[Collection entries]
#[cfg(test)]
mod tests {
    use super::*;
    use pretty_assertions::assert_eq;

    #[test]
    fn test_default_config() {
        let config = Config::default_with_base(Path::new("/test"));
        assert_eq!(config.server.host, "127.0.0.1");
        assert_eq!(config.server.port, 5000);
        assert!(!config.app_resolved.debug);
        assert_eq!(
            config.app_resolved.template_dir,
            PathBuf::from("/test/templates")
        );
        assert_eq!(config.app_resolved.static_dir, PathBuf::from("/test/static"));
        assert_eq!(
            config.watch_roots,
            vec![
                PathBuf::from("/test/templates"),
                PathBuf::from("/test/static")
            ]
        );
        assert!(config.live_reload.watch_patterns.is_empty());
        assert_eq!(config.live_reload.debounce_ms, 100);
        assert_eq!(config.live_reload.keep_alive_secs, 10);
    }

    #[test]
    fn test_parse_minimal_config() {
        let toml = "";
        let config: Config = toml::from_str(toml).unwrap();
        assert_eq!(config.server.host, "127.0.0.1");
        assert_eq!(config.server.port, 5000);
        assert_eq!(config.live_reload.ignore_patterns, default_ignore_patterns());
    }

    #[test]
    fn test_parse_server_config() {
        let toml = r#"
[server]
host = "0.0.0.0"
port = 9000
"#;
        let config: Config = toml::from_str(toml).unwrap();
        assert_eq!(config.server.host, "0.0.0.0");
        assert_eq!(config.server.port, 9000);
    }

    #[test]
    fn test_parse_live_reload_config() {
        let toml = r#"
[live_reload]
watch_patterns = ["**/*.html", "**/*.css"]
ignore_patterns = ["__pycache__", "*.log"]
roots = ["."]
debounce_ms = 250
keep_alive_secs = 30
channel_capacity = 4
"#;
        let config: Config = toml::from_str(toml).unwrap();
        assert_eq!(
            config.live_reload.watch_patterns,
            vec!["**/*.html".to_owned(), "**/*.css".to_owned()]
        );
        assert_eq!(
            config.live_reload.ignore_patterns,
            vec!["__pycache__".to_owned(), "*.log".to_owned()]
        );
        assert_eq!(config.live_reload.roots, Some(vec![".".to_owned()]));
        assert_eq!(config.live_reload.debounce_ms, 250);
        assert_eq!(config.live_reload.keep_alive_secs, 30);
        assert_eq!(config.live_reload.channel_capacity, 4);
    }

    #[test]
    fn test_resolve_paths_default_roots() {
        let toml = r#"
[app]
debug = true
template_dir = "views"
"#;
        let mut config: Config = toml::from_str(toml).unwrap();
        config.resolve_paths(Path::new("/project"));

        assert!(config.app_resolved.debug);
        assert_eq!(
            config.app_resolved.template_dir,
            PathBuf::from("/project/views")
        );
        assert_eq!(
            config.app_resolved.static_dir,
            PathBuf::from("/project/static")
        );
        assert_eq!(
            config.watch_roots,
            vec![
                PathBuf::from("/project/views"),
                PathBuf::from("/project/static")
            ]
        );
    }

    #[test]
    fn test_resolve_paths_explicit_roots() {
        let toml = r#"
[live_reload]
roots = ["statics", "config"]
"#;
        let mut config: Config = toml::from_str(toml).unwrap();
        config.resolve_paths(Path::new("/project"));

        assert_eq!(
            config.watch_roots,
            vec![
                PathBuf::from("/project/statics"),
                PathBuf::from("/project/config")
            ]
        );
    }

    #[test]
    fn test_load_from_file() {
        let dir = tempfile::tempdir().unwrap();
        let path = dir.path().join(CONFIG_FILENAME);
        std::fs::write(
            &path,
            r#"
[server]
port = 8080

[app]
debug = true
"#,
        )
        .unwrap();

        let config = Config::load(Some(&path), None).unwrap();

        assert_eq!(config.server.port, 8080);
        assert!(config.app_resolved.debug);
        assert_eq!(config.config_path, Some(path));
        assert_eq!(config.watch_roots[0], dir.path().join("templates"));
    }

    #[test]
    fn test_load_missing_explicit_file() {
        let err = Config::load(Some(Path::new("/nonexistent/livereload.toml")), None).unwrap_err();
        assert!(matches!(err, ConfigError::NotFound(_)));
    }

    #[test]
    fn test_load_rejects_invalid_toml() {
        let dir = tempfile::tempdir().unwrap();
        let path = dir.path().join(CONFIG_FILENAME);
        std::fs::write(&path, "[server\nport = ").unwrap();

        let err = Config::load(Some(&path), None).unwrap_err();
        assert!(matches!(err, ConfigError::Parse(_)));
    }

    #[test]
    fn test_apply_cli_settings_host() {
        let mut config = Config::default_with_base(Path::new("/test"));
        let overrides = CliSettings {
            host: Some("0.0.0.0".to_owned()),
            ..Default::default()
        };

        config.apply_cli_settings(&overrides);

        assert_eq!(config.server.host, "0.0.0.0");
        assert_eq!(config.server.port, 5000); // Unchanged
    }

    #[test]
    fn test_apply_cli_settings_debug_and_roots() {
        let mut config = Config::default_with_base(Path::new("/test"));
        let overrides = CliSettings {
            debug: Some(true),
            roots: Some(vec![PathBuf::from("/elsewhere")]),
            ..Default::default()
        };

        config.apply_cli_settings(&overrides);

        assert!(config.app_resolved.debug);
        assert_eq!(config.watch_roots, vec![PathBuf::from("/elsewhere")]);
        assert_eq!(
            config.app_resolved.template_dir,
            PathBuf::from("/test/templates")
        ); // Unchanged
    }

    #[test]
    fn test_apply_cli_settings_empty() {
        let config_before = Config::default_with_base(Path::new("/test"));
        let mut config = Config::default_with_base(Path::new("/test"));

        config.apply_cli_settings(&CliSettings::default());

        assert_eq!(config.server.host, config_before.server.host);
        assert_eq!(config.server.port, config_before.server.port);
        assert_eq!(config.watch_roots, config_before.watch_roots);
    }

    #[test]
    fn test_expand_env_vars_roots() {
        // SAFETY: test runs single-threaded per test function
        unsafe {
            std::env::set_var("LIVERELOAD_TEST_ASSETS", "assets");
        }

        let toml = r#"
[live_reload]
roots = ["${LIVERELOAD_TEST_ASSETS}", "${LIVERELOAD_TEST_UNSET_ROOT:-views}"]
"#;
        let mut config: Config = toml::from_str(toml).unwrap();
        config.expand_env_vars().unwrap();

        assert_eq!(
            config.live_reload.roots,
            Some(vec!["assets".to_owned(), "views".to_owned()])
        );

        unsafe {
            std::env::remove_var("LIVERELOAD_TEST_ASSETS");
        }
    }

    #[test]
    fn test_expand_env_vars_missing_required_var() {
        // SAFETY: test runs single-threaded per test function
        unsafe {
            std::env::remove_var("MISSING_VAR_CONFIG_TEST");
        }

        let toml = r#"
[server]
host = "${MISSING_VAR_CONFIG_TEST}"
"#;
        let mut config: Config = toml::from_str(toml).unwrap();
        let err = config.expand_env_vars().unwrap_err();

        assert!(matches!(err, ConfigError::EnvVar { .. }));
        assert!(err.to_string().contains("MISSING_VAR_CONFIG_TEST"));
        assert!(err.to_string().contains("server.host"));
    }

    // Validation tests

    /// Assert that validation fails with expected substrings in the error message.
    fn assert_validation_error(config: &Config, expected_substrings: &[&str]) {
        let result = config.validate();
        assert!(result.is_err(), "Expected validation to fail");
        let err = result.unwrap_err();
        assert!(
            matches!(err, ConfigError::Validation(_)),
            "Expected ConfigError::Validation, got {err:?}"
        );
        let msg = err.to_string();
        for s in expected_substrings {
            assert!(
                msg.contains(s),
                "Expected error to contain '{s}', got: {msg}"
            );
        }
    }

    #[test]
    fn test_validate_default_config_passes() {
        let config = Config::default_with_base(Path::new("/test"));
        assert!(config.validate().is_ok());
    }

    #[test]
    fn test_validate_server_host_empty() {
        let mut config = Config::default_with_base(Path::new("/test"));
        config.server.host = String::new();
        assert_validation_error(&config, &["server.host", "empty"]);
    }

    #[test]
    fn test_validate_server_port_zero() {
        let mut config = Config::default_with_base(Path::new("/test"));
        config.server.port = 0;
        assert_validation_error(&config, &["server.port"]);
    }

    #[test]
    fn test_validate_debounce_too_high() {
        let mut config = Config::default_with_base(Path::new("/test"));
        config.live_reload.debounce_ms = 60_000;
        assert_validation_error(&config, &["debounce_ms", "10000"]);
    }

    #[test]
    fn test_validate_zero_debounce_allowed() {
        let mut config = Config::default_with_base(Path::new("/test"));
        config.live_reload.debounce_ms = 0;
        assert!(config.validate().is_ok());
    }

    #[test]
    fn test_validate_keep_alive_zero() {
        let mut config = Config::default_with_base(Path::new("/test"));
        config.live_reload.keep_alive_secs = 0;
        assert_validation_error(&config, &["keep_alive_secs"]);
    }

    #[test]
    fn test_validate_channel_capacity_zero() {
        let mut config = Config::default_with_base(Path::new("/test"));
        config.live_reload.channel_capacity = 0;
        assert_validation_error(&config, &["channel_capacity"]);
    }

    #[test]
    fn test_load_accepts_blank_patterns() {
        let dir = tempfile::tempdir().unwrap();
        let path = dir.path().join(CONFIG_FILENAME);
        std::fs::write(
            &path,
            r#"
[live_reload]
watch_patterns = ["  "]
ignore_patterns = ["", "*.log"]
"#,
        )
        .unwrap();

        let config = Config::load(Some(&path), None).unwrap();

        assert_eq!(config.live_reload.watch_patterns, vec!["  ".to_owned()]);
        assert_eq!(
            config.live_reload.ignore_patterns,
            vec![String::new(), "*.log".to_owned()]
        );
    }
}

Your assignment:
Search the data above for the word "statics" and show every line that has it.

Answer for the task:
roots = ["statics", "config"]
                PathBuf::from("/project/statics"),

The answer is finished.